Date of Conferral



Doctor of Public Health (DrPH)


Public Health


Peter Anderson


Obstetric fistula is among the public health issues that are preventable and treatable, as evidenced by its elimination in industrialized nations. The aim of this quantitative, cross-sectional study was to use Andersen’s behavioral model of health services utilization to examine the factors that predict the likelihood of experiencing obstetric fistula among women ages of 15 and 49 living in Uganda. Demographic risk factors (marital status, age at first pregnancy, level of education and income, and religious affiliation), medical risk factors (access to health care, distance from hospital, parity, and number of antenatal visits), the mode of delivery (C-section), and location of delivery were tested for the likelihood of experiencing obstetric fistula (dependent variable).
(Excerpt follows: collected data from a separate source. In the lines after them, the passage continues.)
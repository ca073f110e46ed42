//! 分支定界（Branch and Bound）选币
//!
//! 输入按金额降序排列，用显式栈做深度优先搜索：每个状态尝试"两输出（目标+找零）"
//! 和"单输出（恰好用尽）"两种方案，取体积最小者，体积相同取找零更少者。
//! 输入超过 1000 个时退化为从大到小的简单贪心。

use bitcoin::VarInt;

use crate::address::bitcoin::{classify_script, NetworkParams, ScriptType};
use crate::error::{Result, WalletError};
use crate::transaction::utxo::UnspentOutput;

const MAX_INPUTS: usize = 1000;
const MAX_TRIES: usize = 100_000;

/// 交易公共部分：version(4) + locktime(4)
const TX_OVERHEAD: usize = 8;
/// outpoint(36) + sequence(4)
const INPUT_BASE: usize = 40;
/// DER 签名最大 72 字节（low-s）+ sighash 类型 1 字节
const MAX_SIG_PUSH: usize = 73;
/// segwit marker + flag
const SEGWIT_MARKER: usize = 2;

/// 手续费模式
#[derive(Debug, Clone, Copy, PartialEq, Eq)]
pub enum FeeMode {
    /// 按费率计算（估算手续费时使用）
    Calculate { sat_per_byte: u64 },
    /// 用户已选定的固定手续费（构建交易时使用）
    Exactly(u64),
}

impl FeeMode {
    fn is_calculation(&self) -> bool {
        matches!(self, Self::Calculate { .. })
    }

    fn fee_for(&self, size: usize) -> u64 {
        match self {
            Self::Calculate { sat_per_byte } => sat_per_byte.saturating_mul(size as u64),
            Self::Exactly(fee) => *fee,
        }
    }
}

/// 选币结果
#[derive(Debug, Clone, PartialEq, Eq)]
pub struct PreImage {
    pub inputs: Vec<UnspentOutput>,
    pub destination: u64,
    /// 计算模式下用尽全部输入时可能为负
    pub change: i64,
    pub fee: u64,
    /// 虚拟字节数
    pub size: usize,
}

impl PreImage {
    fn better_than(&self, other: &PreImage) -> bool {
        self.size < other.size || (self.size == other.size && self.change < other.change)
    }
}

/// 交易体积计算器
#[derive(Debug, Clone, Copy)]
pub struct SizeCalculator {
    /// 花费 P2PKH 输入时 scriptSig 中公钥的长度（33 或 65）
    pub public_key_len: usize,
    pub network: NetworkParams,
}

impl SizeCalculator {
    pub fn new(network: NetworkParams, public_key_len: usize) -> Self {
        Self {
            public_key_len,
            network,
        }
    }

    fn output_size(script: ScriptType) -> usize {
        let script_len = match script {
            ScriptType::P2pkh => 25,
            ScriptType::P2sh => 23,
            ScriptType::P2wpkh => 22,
            ScriptType::P2wsh => 34,
        };
        8 + VarInt(script_len as u64).size() + script_len
    }

    /// 虚拟字节数 = ceil(weight / 4)
    pub fn transaction_size(&self, inputs: &[UnspentOutput], outputs: &[ScriptType]) -> Result<usize> {
        let mut base = TX_OVERHEAD
            + VarInt(inputs.len() as u64).size()
            + VarInt(outputs.len() as u64).size()
            + outputs.iter().map(|s| Self::output_size(*s)).sum::<usize>();
        let mut witness = 0usize;

        for input in inputs {
            match classify_script(&input.script) {
                Some(ScriptType::P2pkh) => {
                    let script_sig = MAX_SIG_PUSH + 1 + self.public_key_len;
                    base += INPUT_BASE + VarInt(script_sig as u64).size() + script_sig;
                }
                Some(ScriptType::P2wpkh) => {
                    base += INPUT_BASE + 1;
                    // 见证项数 + 签名 + 压缩公钥
                    witness += 1 + MAX_SIG_PUSH + 1 + 33;
                }
                other => {
                    return Err(WalletError::invalid_transaction(format!(
                        "unsupported input script {:?}",
                        other
                    )))
                }
            }
        }

        if witness > 0 {
            witness += SEGWIT_MARKER;
        }
        let weight = base * 4 + witness;
        Ok(weight.div_ceil(4))
    }

    pub fn dust(&self, script: ScriptType) -> u64 {
        self.network.dust(script)
    }
}

/// 选币上下文
pub struct SelectionContext {
    pub change_script: ScriptType,
    pub destination_script: ScriptType,
    pub amount: u64,
    pub fee: FeeMode,
}

#[derive(Debug, Clone)]
struct State {
    selected: Vec<usize>,
    index: usize,
    remaining: u64,
    current_value: u64,
}

impl State {
    fn exclude_current(&self, inputs: &[UnspentOutput]) -> State {
        State {
            selected: self.selected.clone(),
            index: self.index + 1,
            remaining: self.remaining - inputs[self.index].amount,
            current_value: self.current_value,
        }
    }

    fn include_current(&self, inputs: &[UnspentOutput]) -> State {
        let mut selected = self.selected.clone();
        selected.push(self.index);
        State {
            selected,
            index: self.index + 1,
            remaining: self.remaining,
            current_value: self.current_value + inputs[self.index].amount,
        }
    }
}

/// 分支定界选币器
pub struct BranchAndBound {
    calculator: SizeCalculator,
}

impl BranchAndBound {
    pub fn new(calculator: SizeCalculator) -> Self {
        Self { calculator }
    }

    pub fn select(&self, outputs: &[UnspentOutput], context: &SelectionContext) -> Result<PreImage> {
        if context.amount == 0 {
            return Err(WalletError::InvalidAmount("amount must be positive".into()));
        }
        if !context.fee.is_calculation()
            && context.amount < self.calculator.dust(context.destination_script)
        {
            return Err(WalletError::Dust(context.amount.to_string()));
        }
        if outputs.is_empty() {
            return Err(WalletError::CoinSelection("no unspent outputs".into()));
        }

        let total = outputs
            .iter()
            .try_fold(0u64, |acc, o| acc.checked_add(o.amount))
            .ok_or_else(|| WalletError::InvalidAmount("unspent total overflows".into()))?;
        if context.amount > total {
            return Err(WalletError::InsufficientFunds {
                required: context.amount.to_string(),
                available: total.to_string(),
            });
        }

        let mut sorted = outputs.to_vec();
        sorted.sort_by(|a, b| b.amount.cmp(&a.amount));

        let best = if sorted.len() > MAX_INPUTS {
            self.simple_select(&sorted, context)?
        } else {
            self.search(&sorted, context, total)?
        };

        match best {
            Some(pre_image) if !pre_image.inputs.is_empty() => Ok(pre_image),
            _ => Err(WalletError::CoinSelection(
                "unable to find suitable unspent outputs".into(),
            )),
        }
    }

    fn search(
        &self,
        inputs: &[UnspentOutput],
        context: &SelectionContext,
        total: u64,
    ) -> Result<Option<PreImage>> {
        let mut best: Option<PreImage> = None;
        let mut tries = 0usize;
        let mut stack = vec![State {
            selected: Vec::new(),
            index: 0,
            remaining: total,
            current_value: 0,
        }];

        while let Some(state) = stack.pop() {
            tries += 1;
            if tries >= MAX_TRIES {
                tracing::debug!(tries, "coin selection stopped by max tries");
                break;
            }

            let selected: Vec<UnspentOutput> =
                state.selected.iter().map(|&i| inputs[i].clone()).collect();
            if let Some(variant) =
                self.best_variant(context, &selected, state.current_value, inputs.len())?
            {
                if best.as_ref().map_or(true, |b| variant.better_than(b)) {
                    best = Some(variant);
                }
                continue;
            }

            if state.index >= inputs.len() {
                continue;
            }
            if state.current_value + state.remaining < context.amount {
                continue;
            }

            // 先压入"排除"分支，使"包含"分支先被处理
            stack.push(state.exclude_current(inputs));
            stack.push(state.include_current(inputs));
        }

        Ok(best)
    }

    /// 从大到小累加，直到某个方案可行
    fn simple_select(
        &self,
        inputs: &[UnspentOutput],
        context: &SelectionContext,
    ) -> Result<Option<PreImage>> {
        let mut sum = 0u64;
        for (i, input) in inputs.iter().enumerate() {
            sum += input.amount;
            if sum < context.amount {
                continue;
            }
            if let Some(variant) = self.best_variant(context, &inputs[..=i], sum, inputs.len())? {
                return Ok(Some(variant));
            }
        }
        Ok(None)
    }

    fn best_variant(
        &self,
        context: &SelectionContext,
        selected: &[UnspentOutput],
        current_value: u64,
        total_count: usize,
    ) -> Result<Option<PreImage>> {
        let candidates = [
            self.two_output_variant(context, selected, current_value, total_count)?,
            self.single_output_variant(context, selected, current_value, total_count)?,
        ];
        Ok(candidates
            .into_iter()
            .flatten()
            .reduce(|a, b| if b.better_than(&a) { b } else { a }))
    }

    /// 目标 + 找零
    fn two_output_variant(
        &self,
        context: &SelectionContext,
        selected: &[UnspentOutput],
        current_value: u64,
        total_count: usize,
    ) -> Result<Option<PreImage>> {
        if current_value < context.amount {
            return Ok(None);
        }
        let change = current_value - context.amount;
        let size = self
            .calculator
            .transaction_size(selected, &[context.change_script, context.destination_script])?;
        let fee = context.fee.fee_for(size);
        if change < fee {
            return Ok(None);
        }
        let change = change - fee;
        if change == 0 {
            // 找零为零时不产生找零输出，按单输出计体积
            let size = self
                .calculator
                .transaction_size(selected, &[context.destination_script])?;
            return Ok(Some(PreImage {
                inputs: selected.to_vec(),
                destination: context.amount,
                change: 0,
                fee: current_value - context.amount,
                size,
            }));
        }

        let all_selected = context.fee.is_calculation() && selected.len() == total_count;
        if !all_selected && change < self.calculator.dust(context.change_script) {
            return Ok(None);
        }

        Ok(Some(PreImage {
            inputs: selected.to_vec(),
            destination: context.amount,
            change: change as i64,
            fee,
            size,
        }))
    }

    /// 只有目标输出，输入恰好覆盖金额与手续费
    fn single_output_variant(
        &self,
        context: &SelectionContext,
        selected: &[UnspentOutput],
        current_value: u64,
        total_count: usize,
    ) -> Result<Option<PreImage>> {
        if current_value < context.amount {
            return Ok(None);
        }
        let change = (current_value - context.amount) as i64;
        let size = self
            .calculator
            .transaction_size(selected, &[context.destination_script])?;
        let fee = context.fee.fee_for(size);

        // 计算模式且已用尽全部输入：允许手续费吃掉全部余额（找零可为负）
        if context.fee.is_calculation() && selected.len() == total_count {
            let change = change - fee as i64;
            if change > 0 {
                return Ok(None);
            }
            return Ok(Some(PreImage {
                inputs: selected.to_vec(),
                destination: context.amount,
                change,
                fee,
                size,
            }));
        }

        if change != fee as i64 {
            return Ok(None);
        }
        Ok(Some(PreImage {
            inputs: selected.to_vec(),
            destination: context.amount,
            change: 0,
            fee,
            size,
        }))
    }
}

#[cfg(test)]
mod tests {
    use super::*;
    use crate::address::bitcoin::p2pkh_script;

    fn utxo(n: u8, amount: u64) -> UnspentOutput {
        UnspentOutput {
            tx_hash: [n; 32],
            index: 0,
            amount,
            script: p2pkh_script(&[0x11; 20]),
        }
    }

    fn selector() -> BranchAndBound {
        BranchAndBound::new(SizeCalculator::new(NetworkParams::DASH, 33))
    }

    fn context(amount: u64, fee: FeeMode) -> SelectionContext {
        SelectionContext {
            change_script: ScriptType::P2pkh,
            destination_script: ScriptType::P2pkh,
            amount,
            fee,
        }
    }

    #[test]
    fn test_legacy_size() {
        let calc = SizeCalculator::new(NetworkParams::DASH, 33);
        // 10 + 148 + 2 * 34
        let size = calc
            .transaction_size(&[utxo(1, 1)], &[ScriptType::P2pkh, ScriptType::P2pkh])
            .unwrap();
        assert_eq!(size, 226);
    }

    #[test]
    fn test_prefers_single_input() {
        let outputs = vec![utxo(1, 10_000), utxo(2, 200_000), utxo(3, 50_000)];
        let pre_image = selector()
            .select(&outputs, &context(40_000, FeeMode::Exactly(1_000)))
            .unwrap();
        assert_eq!(pre_image.inputs.len(), 1);
        assert_eq!(pre_image.fee, 1_000);
        let input_total: u64 = pre_image.inputs.iter().map(|i| i.amount).sum();
        assert_eq!(
            input_total as i64,
            pre_image.destination as i64 + pre_image.fee as i64 + pre_image.change
        );
    }

    #[test]
    fn test_exact_match_has_no_change() {
        let outputs = vec![utxo(1, 100_000), utxo(2, 11_000)];
        let pre_image = selector()
            .select(&outputs, &context(10_000, FeeMode::Exactly(1_000)))
            .unwrap();
        assert_eq!(pre_image.change, 0);
        assert_eq!(pre_image.inputs[0].amount, 11_000);
    }

    #[test]
    fn test_calculated_fee_uses_size() {
        let outputs = vec![utxo(1, 1_000_000)];
        let pre_image = selector()
            .select(&outputs, &context(10_000, FeeMode::Calculate { sat_per_byte: 10 }))
            .unwrap();
        assert_eq!(pre_image.fee, pre_image.size as u64 * 10);
    }

    #[test]
    fn test_zero_change_counts_one_output() {
        // 余额恰好等于两输出手续费
        let calc = SizeCalculator::new(NetworkParams::DASH, 33);
        let outputs = vec![utxo(1, 12_260)];
        let pre_image = selector()
            .select(&outputs, &context(10_000, FeeMode::Calculate { sat_per_byte: 10 }))
            .unwrap();
        assert_eq!(pre_image.change, 0);
        assert_eq!(pre_image.fee, 2_260);
        assert_eq!(pre_image.size, 192);
        assert_eq!(
            pre_image.size,
            calc.transaction_size(&outputs, &[ScriptType::P2pkh]).unwrap()
        );
    }

    #[test]
    fn test_errors() {
        let outputs = vec![utxo(1, 1_000)];
        assert!(matches!(
            selector().select(&outputs, &context(0, FeeMode::Exactly(1))),
            Err(WalletError::InvalidAmount(_))
        ));
        assert!(matches!(
            selector().select(&outputs, &context(100, FeeMode::Exactly(1))),
            Err(WalletError::Dust(_))
        ));
        assert!(matches!(
            selector().select(&[], &context(1_000, FeeMode::Exactly(1))),
            Err(WalletError::CoinSelection(_))
        ));
        assert!(matches!(
            selector().select(&outputs, &context(5_000, FeeMode::Exactly(1))),
            Err(WalletError::InsufficientFunds { .. })
        ));
        // 金额够但不够手续费
        assert!(matches!(
            selector().select(&outputs, &context(1_000, FeeMode::Exactly(500))),
            Err(WalletError::CoinSelection(_))
        ));
    }

    #[test]
    fn test_many_inputs_fall_back_to_greedy() {
        let outputs: Vec<_> = (0..1_001u32).map(|i| utxo((i % 250) as u8, 1_000)).collect();
        let pre_image = selector()
            .select(&outputs, &context(5_000, FeeMode::Exactly(1_000)))
            .unwrap();
        assert_eq!(pre_image.inputs.len(), 6);
    }
}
Descriptive statistics revealed that 1.3 % of the study population had fistula. The logistic regression analysis showed that married women are more protected than their counterparts (AOR = 0.515, 95% CI [0.121-2.198], p = 0.370). Similarly, women who had access to health care were less likely to develop obstetric fistula (AOR = 0.661, 95% CI [0.282-1.554], p = 0.343). Chi-square test for these variables were significant (p = 0.012) but nonsignificant based on the multivariate logistic regression. Parity was the only variable that showed significance in the regression analysis (AOR = 3.424, 95% CI [1.000-11.716], p = 0.050). Thus, there is a need for more study in this area to further investigate these relationships. However, the study can be a catalyst in generating knowledge on the predictive factors for the development of obstetric fistula among this population and reduce how it affects the women among rural Ugandan communities, improving their lives and the lives of their families and communities leading to positive social change.